_Work task:_
Set down exactly the lines in the records below that run from the line with "for library code" to the line with "pub use speed::SpeedTracker;", inclusive, and nothing more.

(Beginning of Exercise input)

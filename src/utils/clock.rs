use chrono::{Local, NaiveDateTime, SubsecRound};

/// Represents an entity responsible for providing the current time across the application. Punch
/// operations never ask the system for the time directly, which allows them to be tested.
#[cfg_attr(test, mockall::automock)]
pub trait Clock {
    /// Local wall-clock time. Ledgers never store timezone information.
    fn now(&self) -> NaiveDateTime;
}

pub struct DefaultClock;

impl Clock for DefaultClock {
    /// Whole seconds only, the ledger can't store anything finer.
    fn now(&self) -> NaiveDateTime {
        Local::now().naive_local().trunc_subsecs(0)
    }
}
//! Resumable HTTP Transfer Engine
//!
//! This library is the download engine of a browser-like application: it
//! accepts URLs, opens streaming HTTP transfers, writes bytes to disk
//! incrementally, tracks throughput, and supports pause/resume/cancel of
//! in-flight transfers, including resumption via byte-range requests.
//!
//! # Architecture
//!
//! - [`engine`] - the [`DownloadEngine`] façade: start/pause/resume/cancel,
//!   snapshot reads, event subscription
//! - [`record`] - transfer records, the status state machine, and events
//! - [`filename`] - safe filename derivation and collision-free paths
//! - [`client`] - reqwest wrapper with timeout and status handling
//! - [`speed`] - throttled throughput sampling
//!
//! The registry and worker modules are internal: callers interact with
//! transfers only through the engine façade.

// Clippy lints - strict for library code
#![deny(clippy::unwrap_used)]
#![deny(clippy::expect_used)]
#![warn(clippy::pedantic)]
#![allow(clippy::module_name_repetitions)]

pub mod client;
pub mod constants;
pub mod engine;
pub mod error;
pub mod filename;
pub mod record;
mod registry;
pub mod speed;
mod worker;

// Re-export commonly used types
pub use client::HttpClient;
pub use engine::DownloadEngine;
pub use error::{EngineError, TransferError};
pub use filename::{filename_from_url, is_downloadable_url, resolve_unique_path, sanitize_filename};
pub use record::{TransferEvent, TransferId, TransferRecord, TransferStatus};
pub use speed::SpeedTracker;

(End of Exercise input)
(Beginning of Exercise input)

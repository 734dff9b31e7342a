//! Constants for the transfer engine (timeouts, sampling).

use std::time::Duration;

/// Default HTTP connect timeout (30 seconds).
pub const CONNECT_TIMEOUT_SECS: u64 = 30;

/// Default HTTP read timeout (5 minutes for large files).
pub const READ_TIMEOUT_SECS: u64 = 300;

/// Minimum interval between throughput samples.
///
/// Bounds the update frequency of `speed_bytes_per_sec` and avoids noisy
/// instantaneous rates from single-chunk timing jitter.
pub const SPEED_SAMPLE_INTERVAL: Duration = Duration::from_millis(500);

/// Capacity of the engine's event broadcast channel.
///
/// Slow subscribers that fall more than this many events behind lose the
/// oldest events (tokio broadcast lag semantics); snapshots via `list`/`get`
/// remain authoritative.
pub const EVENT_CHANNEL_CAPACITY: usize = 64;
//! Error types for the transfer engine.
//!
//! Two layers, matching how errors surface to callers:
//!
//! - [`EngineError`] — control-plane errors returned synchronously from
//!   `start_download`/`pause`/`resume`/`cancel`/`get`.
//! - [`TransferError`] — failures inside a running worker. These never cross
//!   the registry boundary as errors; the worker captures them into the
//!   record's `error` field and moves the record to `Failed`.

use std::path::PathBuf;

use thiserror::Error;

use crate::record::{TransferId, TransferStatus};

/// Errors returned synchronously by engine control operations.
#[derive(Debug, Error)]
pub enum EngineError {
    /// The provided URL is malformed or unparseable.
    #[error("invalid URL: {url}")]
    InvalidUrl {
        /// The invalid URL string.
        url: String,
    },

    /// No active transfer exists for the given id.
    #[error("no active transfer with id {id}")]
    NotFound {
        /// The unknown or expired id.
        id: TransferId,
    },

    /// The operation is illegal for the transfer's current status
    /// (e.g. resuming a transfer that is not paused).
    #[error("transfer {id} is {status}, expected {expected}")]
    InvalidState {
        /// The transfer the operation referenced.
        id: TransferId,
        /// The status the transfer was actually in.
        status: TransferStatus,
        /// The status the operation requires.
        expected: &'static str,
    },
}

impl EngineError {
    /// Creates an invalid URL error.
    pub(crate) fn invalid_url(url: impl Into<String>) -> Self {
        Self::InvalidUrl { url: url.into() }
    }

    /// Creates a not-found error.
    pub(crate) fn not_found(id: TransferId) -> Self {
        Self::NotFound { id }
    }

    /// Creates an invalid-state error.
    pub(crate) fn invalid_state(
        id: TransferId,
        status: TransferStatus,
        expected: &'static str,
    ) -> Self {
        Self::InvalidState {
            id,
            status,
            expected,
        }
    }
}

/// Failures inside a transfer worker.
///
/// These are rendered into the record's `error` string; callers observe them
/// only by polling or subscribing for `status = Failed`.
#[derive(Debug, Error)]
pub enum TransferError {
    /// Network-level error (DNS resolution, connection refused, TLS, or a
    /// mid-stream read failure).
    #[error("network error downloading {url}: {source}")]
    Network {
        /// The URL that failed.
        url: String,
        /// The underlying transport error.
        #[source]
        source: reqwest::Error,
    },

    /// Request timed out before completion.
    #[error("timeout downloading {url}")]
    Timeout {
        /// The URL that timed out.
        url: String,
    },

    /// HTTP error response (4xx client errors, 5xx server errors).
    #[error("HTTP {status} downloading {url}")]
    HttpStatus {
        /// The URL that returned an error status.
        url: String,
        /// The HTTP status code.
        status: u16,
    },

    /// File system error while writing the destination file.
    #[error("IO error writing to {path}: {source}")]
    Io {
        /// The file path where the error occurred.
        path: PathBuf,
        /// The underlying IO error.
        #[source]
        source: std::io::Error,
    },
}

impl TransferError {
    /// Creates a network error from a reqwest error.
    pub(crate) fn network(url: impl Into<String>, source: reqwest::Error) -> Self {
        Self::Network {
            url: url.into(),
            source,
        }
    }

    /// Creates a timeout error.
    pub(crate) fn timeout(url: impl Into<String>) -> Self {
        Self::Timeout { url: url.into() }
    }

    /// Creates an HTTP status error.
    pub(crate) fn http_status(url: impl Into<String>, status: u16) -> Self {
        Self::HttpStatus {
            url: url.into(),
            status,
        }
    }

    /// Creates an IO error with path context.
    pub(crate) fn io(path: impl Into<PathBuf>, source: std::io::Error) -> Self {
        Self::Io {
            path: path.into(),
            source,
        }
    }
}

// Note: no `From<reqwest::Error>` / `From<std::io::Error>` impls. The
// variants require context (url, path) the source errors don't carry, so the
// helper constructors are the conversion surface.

(End of Exercise input)

_Result:_
// Clippy lints - strict for library code
#![deny(clippy::unwrap_used)]
#![deny(clippy::expect_used)]
#![warn(clippy::pedantic)]
#![allow(clippy::module_name_repetitions)]

pub mod client;
pub mod constants;
pub mod engine;
pub mod error;
pub mod filename;
pub mod record;
mod registry;
pub mod speed;
mod worker;

// Re-export commonly used types
pub use client::HttpClient;
pub use engine::DownloadEngine;
pub use error::{EngineError, TransferError};
pub use filename::{filename_from_url, is_downloadable_url, resolve_unique_path, sanitize_filename};
pub use record::{TransferEvent, TransferId, TransferRecord, TransferStatus};
pub use speed::SpeedTracker;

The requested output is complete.